CC-BY-NC-ND 4.0 · Ind J Car Dis Wom 2017; 02(04): 067-071
DOI: 10.1055/s-0038-1622961
Original Article
Women in Cardiology and Related Sciences

Evaluating Central Aortic Blood Pressures in a Tertiary South Indian Hospital

Hemamalini Padma Kavirayani
Department of Cardiology, King George Hospital, Andhra Medical College, Visakhapatnam, India
› Author Affiliations
Further Information

Publication History

Publication Date:
04 May 2018 (online)

Abstract

Background Of late, central aortic blood pressure (CABP) has emerged as a better parameter than peripheral blood pressure (BP) in the diagnosis of cardiovascular events. Advent of new technologies has facilitated the calculation of CABP from machine-derived peripheral BP. In this study, the author determined the differences between peripheral BP measured manually or by machine and machine-derived CABP and examined whether this difference is stable even after categorizing the sample pool based on sex, hypertension, diabetes status, and β-blocker use.

Materials and Methods A total of 83 patients (both male and female) who attended the cardiology outpatient department were enrolled in the study. BP was recorded both manually and using Mobil-O-Graph pulse wave analyzer (ARC Solver) in the patient's sitting posture. The author compared the derived central, manual, and device-measured BP among the patient samples and assessed whether sex, hypertension, diabetes, and β-blocker use influence these differences.
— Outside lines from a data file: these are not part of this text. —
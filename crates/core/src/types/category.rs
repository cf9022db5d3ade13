//! Coupon categories.

use serde::{Deserialize, Serialize};

/// The category a coupon is filed under.
///
/// Matches the server's wire representation (`FOOD`, `ELECTRICITY`, ...).
#[derive(Debug, Clone, Copy, PartialEq, Eq, Hash, Serialize, Deserialize)]
#[serde(rename_all = "SCREAMING_SNAKE_CASE")]
pub enum Category {
    Food,
    Electricity,
    Restaurant,
    Vacation,
    Fashion,
    Spa,
}

impl Category {
    /// Lower-cased label with a capitalized first letter, for card display.
    #[must_use]
    pub const fn label(&self) -> &'static str {
        match self {
            Self::Food => "Food",
            Self::Electricity => "Electricity",
            Self::Restaurant => "Restaurant",
            Self::Vacation => "Vacation",
            Self::Fashion => "Fashion",
            Self::Spa => "Spa",
        }
    }
}

impl std::fmt::Display for Category {
    fn fmt(&self, f: &mut std::fmt::Formatter<'_>) -> std::fmt::Result {
        match self {
            Self::Food => write!(f, "FOOD"),
            Self::Electricity => write!(f, "ELECTRICITY"),
            Self::Restaurant => write!(f, "RESTAURANT"),
            Self::Vacation => write!(f, "VACATION"),
            Self::Fashion => write!(f, "FASHION"),
            Self::Spa => write!(f, "SPA"),
        }
    }
}
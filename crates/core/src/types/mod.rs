//! Core types for the coupon marketplace.
//!
//! This module provides type-safe wrappers for common domain concepts.

pub mod category;
pub mod email;
pub mod id;
pub mod role;

pub use category::Category;
pub use email::{Email, EmailError};
pub use id::*;
pub use role::Role;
Results Among the study population, 28 were females and 55 were males; patients’ mean age was 59.97 ± 12.15 years. The mean peripheral systolic BP (SBP) and diastolic BP (DBP) measured manually were127.55 ± 20.15 and 79.73 ± 9.57 mm Hg, respectively. Similar measurements recorded by the device were 129.68 ± 19.93 and 78.92 ± 13.48, respectively. The derived mean central aortic SBP and DBP was 117.69 ± 17.78 and 80.15 ± 13.71, respectively. Statistically significant difference in the manual and central aortic SBP (9.85 ± 11.16; p < 0.0001) was observed. This difference was significant irrespective of sex, hypertension, diabetes status, and β-blocker use. Similarly, difference between machine-derived peripheral SBP and central aortic SBP was statistically significant (p < 0.0001). However, the difference in manual and central aortic DBP was nonsignificant (p = 0.6976). Interestingly, a small (−1.34 ± 2.28) but statistically significant difference (p < 0.0001) between machine-derived peripheral DBP and central aortic DBP was observed. Further analysis to find out effect of β-blocker use on CABP revealed that the central aortic SBP is slightly, but statistically significantly, lower in β-blocker users (117.7 ± 17.71; p < 0.0001) than that of β-blocker nonusers (118.9 ± 18.37; p< 0.0001).
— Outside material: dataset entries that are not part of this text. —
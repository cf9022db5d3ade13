//! Client state synchronization and access-control core.
//!
//! # Architecture
//!
//! - [`store`] - process-wide cache of server entities and the current
//!   identity; reads are cloned snapshots, writes are whole-value
//!   replacements applied only after the server confirms an operation
//! - [`gateway`] - the remote API contract (`Gateway` trait) and its
//!   `reqwest`-backed implementation; owns token attachment
//! - [`client`] - [`CouponClient`], the fetch orchestrator and mutation
//!   pipeline driving the store through the gateway
//! - [`access`] - the role gate every protected view consults before
//!   rendering or fetching
//! - [`error`] - classification of heterogeneous remote failures into a
//!   fixed taxonomy
//! - [`notify`] - the broadcast side channel carrying exactly one
//!   user-visible message per completed operation
//!
//! # Example
//!
//! ```rust,ignore
//! use coupon_market_client::{ClientConfig, CouponClient, HttpGateway, EntityStore};
//! use coupon_market_client::store::CollectionKind;
//!
//! let config = ClientConfig::from_env()?;
//! let store = EntityStore::new();
//! let gateway = HttpGateway::new(&config, store.clone())?;
//! let client = CouponClient::new(store, gateway);
//!
//! client.sign_in(identity);
//! client.ensure_loaded(CollectionKind::Coupons).await;
//! let coupons = client.store().coupons();
//! ```

#![cfg_attr(not(test), forbid(unsafe_code))]

pub mod access;
pub mod client;
pub mod config;
pub mod error;
pub mod gateway;
pub mod notify;
pub mod store;

pub use access::AccessDecision;
pub use client::{CouponClient, CouponFilter};
pub use config::{ClientConfig, ConfigError};
pub use error::ErrorKind;
pub use gateway::{Confirmation, ErrorBody, Gateway, GatewayError, HttpGateway, Resource};
pub use notify::{Notification, Notifier, Severity};
pub use store::{CollectionKind, EntityStore};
Conclusion Central aortic systolic pressure is statistically significantly lower than the manually recorded peripheral SBP irrespective of sex, hypertension, diabetes status, and β-blocker use. A small but significant difference was observed between machine-derived peripheral DBP and central aortic DBP. Patients using β-blockers were observed to have marginally lower CABP values than those who are not using them.